Across the entries below, tally every line that holds the word "CacheHandle". Give only the tally.
····················
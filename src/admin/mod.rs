//! Administrative surface: the debug console and its session registry.

pub mod console;
pub mod registry;

pub use console::{
    AdminConsole, BuiltinCommands, CommandHandler, CommandOutcome, ConsoleClient, ConsoleMode,
    ConsoleSession,
};
pub use registry::SessionRegistry;
//! sqlgate core
//!
//! Types, traits and error handling shared by every stage of the query
//! pipeline.

pub mod classification;
pub mod clock;
pub mod error;
pub mod types;

pub use classification::{Classification, OperationKind, QueryClassifier};
pub use clock::{Clock, ManualClock, SystemClock};
pub use error::{FilterError, FilterResult};
pub use types::*;
/// Full profile of a single wallet.
#[derive(Debug, Clone, Default, Serialize, Deserialize)]
pub struct WalletProfile {
    pub address: String,
    pub created_at: Option<DateTime<Utc>>,
    pub last_active: Option<DateTime<Utc>>,
    pub trust_score: f64,
    pub tags: Vec<String>,
    pub total_transactions: i64,
    pub win_rate: f64,
    pub avg_profit_per_trade: f64,
    pub fast_tx_ratio: f64,
    pub holdings: Vec<ProfileHolding>,
}

/// One holding inside a wallet profile.
#[derive(Debug, Clone, Default, Serialize, Deserialize)]
pub struct ProfileHolding {
    pub token_address: String,
    pub token_symbol: String,
    pub balance: f64,
    pub usd_value: f64,
    pub unrealized_profit: f64,
}

/// Quality report over a token's holder base.
#[derive(Debug, Clone, Serialize, Deserialize)]
pub struct HolderQualityReport {
    pub token_address: String,
    pub total_holders: usize,
    pub quality_score: f64,
    pub smart_money_ratio: f64,
    pub smart_money_count: usize,
    pub early_trusted_ratio: f64,
    pub sniper_ratio: f64,
    pub sniper_count: usize,
    pub category_distribution: HashMap<String, f64>,
    pub timestamp: DateTime<Utc>,
}
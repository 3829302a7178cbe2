// =============================================================================
// utils/retry.rs
// =============================================================================
// Helper: call_gateway_with_retry - timeout + exponential backoff + full jitter
// Usage: wrap outbound gateway calls to get robust retries on transient errors.
// =============================================================================

use rand::Rng;
use std::time::Duration;
use tokio::time::{sleep, timeout};

use crate::error::OracleError;

/// Default per-attempt deadline (ms)
pub const GATEWAY_TIMEOUT_MS: u64 = 30_000;
/// Max attempts including first
pub const GATEWAY_MAX_RETRIES: usize = 3;
/// Base backoff (ms)
const BACKOFF_BASE_MS: u64 = 200;
/// Maximum backoff cap (ms)
const BACKOFF_MAX_MS: u64 = 5_000;

/// Call async closure `op` with standardized retry/backoff logic.
///
/// Only retryable failures (transient, rate-limited) are retried; invalid
/// input and not-found surface immediately.
pub async fn call_gateway_with_retry<F, Fut, T>(op: F) -> Result<T, OracleError>
where
    F: Fn() -> Fut,
    Fut: std::future::Future<Output = Result<T, OracleError>>,
{
    let mut attempt = 0;

    loop {
        attempt += 1;

        let result = match timeout(Duration::from_millis(GATEWAY_TIMEOUT_MS), op()).await {
            Ok(res) => res,
            Err(_) => Err(OracleError::transient(format!(
                "gateway call timed out after {}ms",
                GATEWAY_TIMEOUT_MS
            ))),
        };

        match result {
            Ok(value) => return Ok(value),
            Err(e) if e.is_retryable() && attempt < GATEWAY_MAX_RETRIES => {
                let backoff_ms = calculate_backoff_with_jitter(attempt);
                tracing::debug!(
                    "gateway call failed (attempt {}/{}): {}. Retrying in {}ms...",
                    attempt,
                    GATEWAY_MAX_RETRIES,
                    e,
                    backoff_ms
                );
                sleep(Duration::from_millis(backoff_ms)).await;
            }
            Err(e) => return Err(e),
        }
    }
}

/// Calculate exponential backoff with full jitter.
///
/// Formula: random(0, min(BACKOFF_MAX_MS, BACKOFF_BASE_MS * 2^(attempt-1)))
fn calculate_backoff_with_jitter(attempt: usize) -> u64 {
    let mut rng = rand::thread_rng();

    let exp_backoff =
        BACKOFF_BASE_MS.saturating_mul(2_u64.saturating_pow((attempt.saturating_sub(1)) as u32));
    let capped_backoff = exp_backoff.min(BACKOFF_MAX_MS);

    rng.gen_range(0..=capped_backoff)
}

#[cfg(test)]
mod tests {
    use super::*;
    use std::sync::atomic::{AtomicUsize, Ordering};

    #[test]
    fn test_backoff_calculation() {
        let backoff1 = calculate_backoff_with_jitter(1);
        let backoff2 = calculate_backoff_with_jitter(2);

        assert!(backoff1 <= BACKOFF_BASE_MS);
        assert!(backoff2 <= BACKOFF_BASE_MS * 2);

        let backoff_large = calculate_backoff_with_jitter(20);
        assert!(backoff_large <= BACKOFF_MAX_MS);
    }

    #[tokio::test]
    async fn test_retry_success_on_first_attempt() {
        let result = call_gateway_with_retry(|| async { Ok::<_, OracleError>(42) }).await;
        assert_eq!(result.unwrap(), 42);
    }

    #[tokio::test]
    async fn test_no_retry_on_permanent_error() {
        let calls = AtomicUsize::new(0);
        let result: Result<i32, _> = call_gateway_with_retry(|| {
            calls.fetch_add(1, Ordering::SeqCst);
            async { Err(OracleError::invalid_argument("bad token")) }
        })
        .await;
        assert!(result.is_err());
        assert_eq!(calls.load(Ordering::SeqCst), 1);
    }

    #[tokio::test]
    async fn test_retry_exhaustion_on_transient() {
        let calls = AtomicUsize::new(0);
        let result: Result<i32, _> = call_gateway_with_retry(|| {
            calls.fetch_add(1, Ordering::SeqCst);
            async { Err(OracleError::transient("gateway 503")) }
        })
        .await;
        assert!(result.is_err());
        assert_eq!(calls.load(Ordering::SeqCst), GATEWAY_MAX_RETRIES);
    }
}
//! Main entry point for the memoracle oracle system.
//! Slim orchestrator that wires and coordinates all components.

use anyhow::Result;
use std::sync::Arc;

use memoracle::api::ApiServer;
use memoracle::cache::{CacheHandle, RedisCache};
use memoracle::pipeline::TokenEventProcessor;
use memoracle::storage::PgStore;
use memoracle::{
    AlertManager, Config, Pipeline, ReactivationDetector, TokenEngine, TrustNetwork,
    WalletIntelligence,
};

#[tokio::main]
async fn main() -> Result<()> {
    let config = match Config::from_toml_file("config.toml") {
        Ok(config) => config,
        Err(_) => Config::from_env(),
    };
    config.init_logging();

    tracing::info!("starting memoracle oracle system");

    // Storage backbone: postgres for durable state, redis for hot state
    // and the event streams.
    let store = Arc::new(PgStore::connect(&config.database).await?);
    let redis = Arc::new(RedisCache::connect(&config.redis).await?);
    let cache = CacheHandle::new(redis.clone());

    let gateway = Arc::new(memoracle::gateway::HttpGateway::new(config.gmgn.clone())?);

    let trust = Arc::new(TrustNetwork::new(
        store.clone() as Arc<dyn memoracle::storage::Store>,
        cache,
        config.memory.clone(),
        config.tunings.clone(),
    ));
    trust.clone().start().await?;

    let pipeline = Arc::new(Pipeline::new(redis.clone()));

    let token_engine = Arc::new(TokenEngine::new(
        gateway.clone(),
        trust.clone(),
        store.clone(),
        pipeline.clone(),
        config.pipeline.streams.clone(),
        config.token_engine.clone(),
        config.tunings.clone(),
    ));

    // Register-then-start: consumers exist only for processors known here.
    pipeline
        .register_processor(Arc::new(TokenEventProcessor::new(
            token_engine.clone(),
            &config.pipeline.streams.token_events,
        )))
        .await;
    pipeline.start().await?;

    token_engine.clone().start().await?;

    let wallet_intel = Arc::new(WalletIntelligence::new(
        gateway.clone(),
        trust.clone(),
        config.wallet_intelligence.clone(),
    ));
    wallet_intel.start().await?;

    let alerts = Arc::new(
        AlertManager::new(config.tunings.alerts.clone())
            .with_store(store.clone() as Arc<dyn memoracle::storage::Store>),
    );
    alerts.start().await?;

    let reactivation = Arc::new(ReactivationDetector::new(
        token_engine.clone(),
        wallet_intel.clone(),
        alerts.clone(),
        config.token_engine.reactivation.clone(),
        config.tunings.reactivation.clone(),
    ));
    reactivation.clone().start().await?;

    let api = ApiServer::new(config.api.clone(), trust.clone());
    api.start().await?;

    tracing::info!("all components started - awaiting shutdown signal");
    tokio::signal::ctrl_c().await?;
    tracing::info!("shutdown signal received");

    // Reverse dependency order.
    api.shutdown().await;
    alerts.shutdown().await;
    pipeline.shutdown().await;
    reactivation.shutdown().await;
    wallet_intel.shutdown().await;
    token_engine.shutdown().await;
    trust.stop().await;

    tracing::info!("application shutdown complete");
    Ok(())
}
····················
### Response to this exercise
2